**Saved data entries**

-.-.-

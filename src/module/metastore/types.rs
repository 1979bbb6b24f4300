///! Record types for the metadata-store collections
///!
///! The store is a PocketBase-style HTTP collection API. Raw types mirror
///! the wire shape with every field defaulted, so one sparse record never
///! fails a page; `normalize()` is the only way a raw row becomes a typed
///! one, and rows with an unusable serial are dropped there.

use chrono::{DateTime, SecondsFormat, Utc};
use serde::{Deserialize, Serialize};

use crate::module::serial::{RawSerial, Serial};

/// One page of a paginated collection listing.
#[derive(Debug, Clone, Deserialize)]
pub struct RecordPage<T> {
    #[serde(default = "Vec::new")]
    pub items: Vec<T>,
}

/// Raw row of the sensor-details collection.
#[derive(Debug, Clone, Deserialize)]
pub struct RawSensorDetail {
    #[serde(default)]
    pub id: String,
    #[serde(default)]
    pub airport_icao: Option<String>,
    #[serde(default)]
    pub airport_name: Option<String>,
    #[serde(default)]
    pub country_name: Option<String>,
    #[serde(default)]
    pub country_iso3: Option<String>,
    #[serde(default)]
    pub latitude: Option<f64>,
    #[serde(default)]
    pub longitude: Option<f64>,
    #[serde(default)]
    pub sensor_serial: Option<RawSerial>,
}

impl RawSensorDetail {
    /// Normalize into a typed row; `None` when the serial is unusable.
    pub fn normalize(self) -> Option<SensorDetail> {
        let serial = self.sensor_serial.as_ref()?.normalize()?;
        Some(SensorDetail {
            id: self.id,
            serial,
            icao: self.airport_icao.unwrap_or_default().to_uppercase(),
            airport: self.airport_name.unwrap_or_default(),
            country_name: self.country_name.unwrap_or_default(),
            country_iso3: self.country_iso3.unwrap_or_default().to_uppercase(),
            latitude: self.latitude,
            longitude: self.longitude,
        })
    }
}

/// Normalized sensor-details row; input to the catalog builder.
#[derive(Debug, Clone, PartialEq)]
pub struct SensorDetail {
    pub id: String,
    pub serial: Serial,
    pub icao: String,
    pub airport: String,
    pub country_name: String,
    pub country_iso3: String,
    pub latitude: Option<f64>,
    pub longitude: Option<f64>,
}

/// Raw row of the sensor-status collection.
#[derive(Debug, Clone, Deserialize)]
pub struct RawStatusRecord {
    #[serde(default)]
    pub sensor_serial: Option<RawSerial>,
    #[serde(default)]
    pub sensor_site_airport_icao: Option<String>,
    #[serde(default)]
    pub sensor_site_airport_name: Option<String>,
    #[serde(default)]
    pub sensor_site_country_name: Option<String>,
    #[serde(default)]
    pub sensor_site_country_iso3: Option<String>,
    #[serde(default)]
    pub polling_time: Option<String>,
    #[serde(default)]
    pub sensor_online: bool,
}

impl RawStatusRecord {
    /// Normalize into a typed row; `None` when the serial or timestamp is
    /// unusable.
    pub fn normalize(self) -> Option<StatusHistoryRecord> {
        let serial = self.sensor_serial.as_ref()?.normalize()?;
        let polling_time = parse_polling_time(self.polling_time.as_deref()?)?;
        Some(StatusHistoryRecord {
            serial,
            icao: self.sensor_site_airport_icao.unwrap_or_default(),
            airport: self.sensor_site_airport_name.unwrap_or_default(),
            country_name: self.sensor_site_country_name.unwrap_or_default(),
            country_iso3: self.sensor_site_country_iso3.unwrap_or_default(),
            polling_time,
            online: self.sensor_online,
        })
    }
}

/// One polled status observation for one sensor.
#[derive(Debug, Clone, PartialEq)]
pub struct StatusHistoryRecord {
    pub serial: Serial,
    pub icao: String,
    pub airport: String,
    pub country_name: String,
    pub country_iso3: String,
    pub polling_time: DateTime<Utc>,
    pub online: bool,
}

/// Status record to append to the store (the poller's output shape).
#[derive(Debug, Clone, Serialize)]
pub struct NewStatusRecord {
    pub sensor_site_airport_icao: String,
    pub sensor_site_airport_name: String,
    pub sensor_site_country_name: String,
    pub sensor_site_country_iso3: String,
    pub sensor_serial: Serial,
    pub polling_time: String,
    pub sensor_online: bool,
}

impl NewStatusRecord {
    pub fn new(
        serial: Serial,
        site: Option<&crate::module::catalog::SiteInfo>,
        online: bool,
        polled_at: DateTime<Utc>,
    ) -> Self {
        Self {
            sensor_site_airport_icao: site.map(|s| s.icao.clone()).unwrap_or_default(),
            sensor_site_airport_name: site.map(|s| s.airport.clone()).unwrap_or_default(),
            sensor_site_country_name: site.map(|s| s.country_name.clone()).unwrap_or_default(),
            sensor_site_country_iso3: site.map(|s| s.country_iso3.clone()).unwrap_or_default(),
            sensor_serial: serial,
            polling_time: polled_at.to_rfc3339_opts(SecondsFormat::Millis, true),
            sensor_online: online,
        }
    }
}

/// Parse the store's RFC3339 `polling_time` (with or without the `Z`).
fn parse_polling_time(raw: &str) -> Option<DateTime<Utc>> {
    DateTime::parse_from_rfc3339(raw)
        .ok()
        .map(|dt| dt.with_timezone(&Utc))
}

-.-.-

**WHAT THE TASK ASKS**
Across the records above, how many lines contain the word "typed"? Give the number by itself.

**ANSWER TO THE PROBLEM**
3